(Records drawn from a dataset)
Content starts
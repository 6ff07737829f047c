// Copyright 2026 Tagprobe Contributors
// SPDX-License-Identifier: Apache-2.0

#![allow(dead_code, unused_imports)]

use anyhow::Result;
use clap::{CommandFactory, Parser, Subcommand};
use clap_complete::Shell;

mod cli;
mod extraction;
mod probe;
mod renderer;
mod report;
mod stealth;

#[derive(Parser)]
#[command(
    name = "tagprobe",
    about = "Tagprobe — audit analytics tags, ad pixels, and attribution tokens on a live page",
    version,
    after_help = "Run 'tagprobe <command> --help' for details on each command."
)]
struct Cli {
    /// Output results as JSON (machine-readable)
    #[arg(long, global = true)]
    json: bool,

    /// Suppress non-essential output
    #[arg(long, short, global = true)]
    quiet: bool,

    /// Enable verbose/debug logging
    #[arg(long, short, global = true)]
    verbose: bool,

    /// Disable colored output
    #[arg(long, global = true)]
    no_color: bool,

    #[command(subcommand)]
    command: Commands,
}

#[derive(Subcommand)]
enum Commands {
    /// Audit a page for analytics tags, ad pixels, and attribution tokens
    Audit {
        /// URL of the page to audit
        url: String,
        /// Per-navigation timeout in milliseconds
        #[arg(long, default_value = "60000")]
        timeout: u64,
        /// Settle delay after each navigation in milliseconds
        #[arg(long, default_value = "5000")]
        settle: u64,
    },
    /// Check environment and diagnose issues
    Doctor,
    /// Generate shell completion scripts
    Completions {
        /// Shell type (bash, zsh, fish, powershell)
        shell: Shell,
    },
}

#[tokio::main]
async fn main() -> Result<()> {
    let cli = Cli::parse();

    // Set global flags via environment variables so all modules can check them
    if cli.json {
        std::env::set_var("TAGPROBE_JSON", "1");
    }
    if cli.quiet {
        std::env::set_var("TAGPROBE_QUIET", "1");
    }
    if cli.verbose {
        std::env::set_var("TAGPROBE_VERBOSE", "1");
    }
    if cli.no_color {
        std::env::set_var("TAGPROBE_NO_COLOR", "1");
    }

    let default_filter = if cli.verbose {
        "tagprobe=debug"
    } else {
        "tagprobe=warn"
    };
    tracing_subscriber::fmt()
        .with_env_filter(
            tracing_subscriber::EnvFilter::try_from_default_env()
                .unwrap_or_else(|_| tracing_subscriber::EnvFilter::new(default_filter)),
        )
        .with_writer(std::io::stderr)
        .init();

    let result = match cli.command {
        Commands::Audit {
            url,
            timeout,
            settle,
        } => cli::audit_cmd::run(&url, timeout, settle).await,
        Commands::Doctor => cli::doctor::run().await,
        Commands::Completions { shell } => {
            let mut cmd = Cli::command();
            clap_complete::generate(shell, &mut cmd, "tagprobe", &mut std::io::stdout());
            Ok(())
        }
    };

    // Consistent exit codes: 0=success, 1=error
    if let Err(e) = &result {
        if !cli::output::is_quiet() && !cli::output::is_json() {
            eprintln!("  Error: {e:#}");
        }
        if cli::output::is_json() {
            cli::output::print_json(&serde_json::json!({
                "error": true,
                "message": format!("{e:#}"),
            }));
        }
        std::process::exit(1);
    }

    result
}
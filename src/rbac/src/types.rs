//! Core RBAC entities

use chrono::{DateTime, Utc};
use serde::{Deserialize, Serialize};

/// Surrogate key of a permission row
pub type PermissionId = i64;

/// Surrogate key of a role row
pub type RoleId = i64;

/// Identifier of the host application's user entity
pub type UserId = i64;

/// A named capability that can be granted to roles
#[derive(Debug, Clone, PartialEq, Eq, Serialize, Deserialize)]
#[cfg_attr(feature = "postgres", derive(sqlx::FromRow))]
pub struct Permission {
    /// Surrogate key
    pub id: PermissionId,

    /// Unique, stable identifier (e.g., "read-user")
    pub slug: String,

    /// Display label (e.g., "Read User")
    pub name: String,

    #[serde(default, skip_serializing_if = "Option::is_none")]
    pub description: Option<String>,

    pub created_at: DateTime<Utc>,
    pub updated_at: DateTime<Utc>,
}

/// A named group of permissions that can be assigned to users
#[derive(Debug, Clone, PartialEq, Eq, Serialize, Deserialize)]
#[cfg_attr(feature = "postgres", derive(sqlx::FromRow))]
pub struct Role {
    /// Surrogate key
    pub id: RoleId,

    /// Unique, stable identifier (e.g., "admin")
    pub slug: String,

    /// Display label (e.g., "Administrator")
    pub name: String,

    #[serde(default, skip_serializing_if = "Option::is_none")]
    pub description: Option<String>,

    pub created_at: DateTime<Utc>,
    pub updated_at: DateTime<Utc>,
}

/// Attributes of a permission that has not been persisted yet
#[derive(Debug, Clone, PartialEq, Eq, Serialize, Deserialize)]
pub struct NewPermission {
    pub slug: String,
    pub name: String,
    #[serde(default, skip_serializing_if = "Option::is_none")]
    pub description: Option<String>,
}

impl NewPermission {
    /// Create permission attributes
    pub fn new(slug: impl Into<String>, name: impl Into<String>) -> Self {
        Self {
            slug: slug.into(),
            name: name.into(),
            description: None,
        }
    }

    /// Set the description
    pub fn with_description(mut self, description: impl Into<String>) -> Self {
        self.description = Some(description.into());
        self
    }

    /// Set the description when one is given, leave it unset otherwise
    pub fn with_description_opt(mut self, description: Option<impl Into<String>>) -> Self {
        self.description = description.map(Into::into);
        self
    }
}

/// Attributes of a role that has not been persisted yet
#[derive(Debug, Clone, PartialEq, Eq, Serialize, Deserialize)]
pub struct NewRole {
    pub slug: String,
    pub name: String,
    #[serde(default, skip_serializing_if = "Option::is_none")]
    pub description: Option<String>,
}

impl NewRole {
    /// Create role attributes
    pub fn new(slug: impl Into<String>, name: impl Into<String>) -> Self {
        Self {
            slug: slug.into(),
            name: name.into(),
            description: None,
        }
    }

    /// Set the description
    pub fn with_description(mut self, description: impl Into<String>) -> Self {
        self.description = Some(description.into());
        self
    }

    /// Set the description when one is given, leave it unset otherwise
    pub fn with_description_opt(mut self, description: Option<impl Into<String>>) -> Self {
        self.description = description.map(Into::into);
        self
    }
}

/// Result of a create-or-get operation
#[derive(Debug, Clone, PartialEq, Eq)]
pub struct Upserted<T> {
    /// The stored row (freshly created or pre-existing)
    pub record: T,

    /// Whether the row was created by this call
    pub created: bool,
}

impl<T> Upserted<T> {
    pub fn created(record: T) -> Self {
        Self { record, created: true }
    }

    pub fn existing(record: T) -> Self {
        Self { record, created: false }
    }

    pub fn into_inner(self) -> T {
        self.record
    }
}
Content ends
■ INSTRUCTIONS FOR THE TASK:
Lines with "Completions": find them in the data and copy each one.

■ RESULT FOR THIS TASK:
    Completions {
        Commands::Completions { shell } => {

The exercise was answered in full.